In a deflationary environment the stock mkt is the LAST place you wanna be.... at least on the long side of things. But while the fed is pumping, the mkt will continue on upwards making zero sense.
 
I'm not saying totally invest in stock. You have to have a diverse portfolio. I have stocks and bonds.

I'm curious... what do you suggest investing in?
 
Last edited:
I'm curious... what do you suggest investing in?

sustainable, reliable cash flow or even just plain old USD. A few places left to do that. R/E... at the right price but not much of that left. Utility company dividends, BDC`S (basically private 1st, 2nd tier debt, 8 rungs above corp. bonds in security, floating rate most of the time) non-traded is preferred, or non-traded REIT`s although there is a lot of shitty stuff there as well. Or short the mkt once the fed pulls out, but who knows when/if that will happen. Def. a very tough mkt/world to invest in.
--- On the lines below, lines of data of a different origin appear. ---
//! Stream to group name derivation.
//!
//! Each stream has exactly one consumer group managed by the gateway. Its name
//! is the stream name followed by a fixed suffix, so every operation on the
//! same stream addresses the same group without any lookup.

/// Suffix used when the configuration does not override it.
pub const DEFAULT_GROUP_SUFFIX: &str = "-group";

/// Name of the consumer group that belongs to `stream`.
///
/// # Examples
///
/// ```
/// use streamgate_core::naming::{group_name, DEFAULT_GROUP_SUFFIX};
///
/// assert_eq!(group_name("orders", DEFAULT_GROUP_SUFFIX), "orders-group");
/// ```
#[must_use]
pub fn group_name(stream: &str, suffix: &str) -> String {
    format!("{stream}{suffix}")
}

/// Acknowledgement key left behind by older deployments; removed together
/// with the stream.
#[must_use]
pub fn legacy_ack_key(stream: &str, group: &str) -> String {
    format!("{stream}:{group}:acknowledge")
}

#[cfg(test)]
mod tests {
    use super::*;

    #[test]
    fn group_name_is_stream_plus_suffix() {
        assert_eq!(group_name("orders", "-group"), "orders-group");
        assert_eq!(group_name("orders", ":g"), "orders:g");
    }

    #[test]
    fn group_name_is_deterministic() {
        assert_eq!(
            group_name("payments", DEFAULT_GROUP_SUFFIX),
            group_name("payments", DEFAULT_GROUP_SUFFIX)
        );
        assert_ne!(
            group_name("payments", DEFAULT_GROUP_SUFFIX),
            group_name("orders", DEFAULT_GROUP_SUFFIX)
        );
    }

    #[test]
    fn legacy_key_layout() {
        assert_eq!(
            legacy_ack_key("orders", "orders-group"),
            "orders:orders-group:acknowledge"
        );
    }
}
//! Error types for conversion scanning and gene aggregation.

use std::path::PathBuf;

use thiserror::Error;

/// Result type alias for gconv operations
pub type Result<T> = std::result::Result<T, ConvError>;

/// Error type for gconv operations
#[derive(Error, Debug)]
pub enum ConvError {
    /// A required flag combination was violated. Raised before any scan begins.
    #[error("Invalid configuration: {0}")]
    Configuration(String),

    /// One alignment record could not be interpreted. The pair is skipped.
    #[error("Malformed record '{read}': {reason}")]
    RecordParse {
        /// Read name of the offending pair
        read: String,
        /// What was wrong with it
        reason: String,
    },

    /// One or more shards failed, so the run produced no output.
    #[error("{failed} of {total} shards failed; first error: {first}")]
    ShardFailure {
        /// Number of shards that did not complete
        failed: usize,
        /// Number of shards in the run
        total: usize,
        /// Message of the first failure observed
        first: String,
    },

    /// A worker stopped early because another shard failed.
    #[error("Shard cancelled")]
    Cancelled,

    /// A worker thread panicked.
    #[error("Worker panicked: {0}")]
    WorkerPanic(String),

    /// Failure reading or decoding the alignment source.
    #[error("Alignment source error: {0}")]
    Htslib(#[from] rust_htslib::errors::Error),

    /// Failure writing an output table.
    #[error("I/O error on '{path}': {source}")]
    Io {
        /// File being written
        path: PathBuf,
        /// Underlying error
        #[source]
        source: std::io::Error,
    },
}

impl ConvError {
    /// Build a `RecordParse` error from a raw read name.
    pub fn record(read: &[u8], reason: impl Into<String>) -> Self {
        ConvError::RecordParse {
            read: String::from_utf8_lossy(read).into_owned(),
            reason: reason.into(),
        }
    }

    /// Per-pair data errors are skipped and counted; everything else is fatal.
    pub fn is_record_error(&self) -> bool {
        matches!(self, ConvError::RecordParse { .. })
    }
}

#[cfg(test)]
mod tests {
    use super::*;

    #[test]
    fn test_configuration_message() {
        let error = ConvError::Configuration("use_g_t or use_g_c is required".to_string());
        let msg = format!("{error}");
        assert!(msg.contains("Invalid configuration"));
        assert!(msg.contains("use_g_t"));
    }

    #[test]
    fn test_record_error_from_bytes() {
        let error = ConvError::record(b"read_17", "missing MD tag");
        assert!(error.is_record_error());
        let msg = format!("{error}");
        assert!(msg.contains("'read_17'"));
        assert!(msg.contains("missing MD tag"));
    }

    #[test]
    fn test_shard_failure_message() {
        let error = ConvError::ShardFailure {
            failed: 2,
            total: 8,
            first: "truncated BGZF block".to_string(),
        };
        assert!(!error.is_record_error());
        let msg = format!("{error}");
        assert!(msg.contains("2 of 8 shards failed"));
        assert!(msg.contains("truncated BGZF block"));
    }
}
In deflationary times, profits are squeezed, this obviously is not good for earnings. If you want to debate inflation is coming... the fed buying $85B/mo + $1.5T in federal spending deficit/yr and we have a mere 2% inflation, according to the always accurate govt #`s. Debt is still being writen off as fast as it is being printed, its a wash. The ONLY thing holding this mkt up is the fed`s current pump. You own bonds...What and Why? 10 yr govt bonds are 1.9%, rates can only really go up which means price goes down. Junk bonds are very over valued as many people are reaching for yield/return and have bid these up into another bubble.
 
Tax Exempt Bonds...

Tax exempt bonds... Because I don't want to pay any more taxes and it's money that I might need but I don't want sitting in a money market making .01%.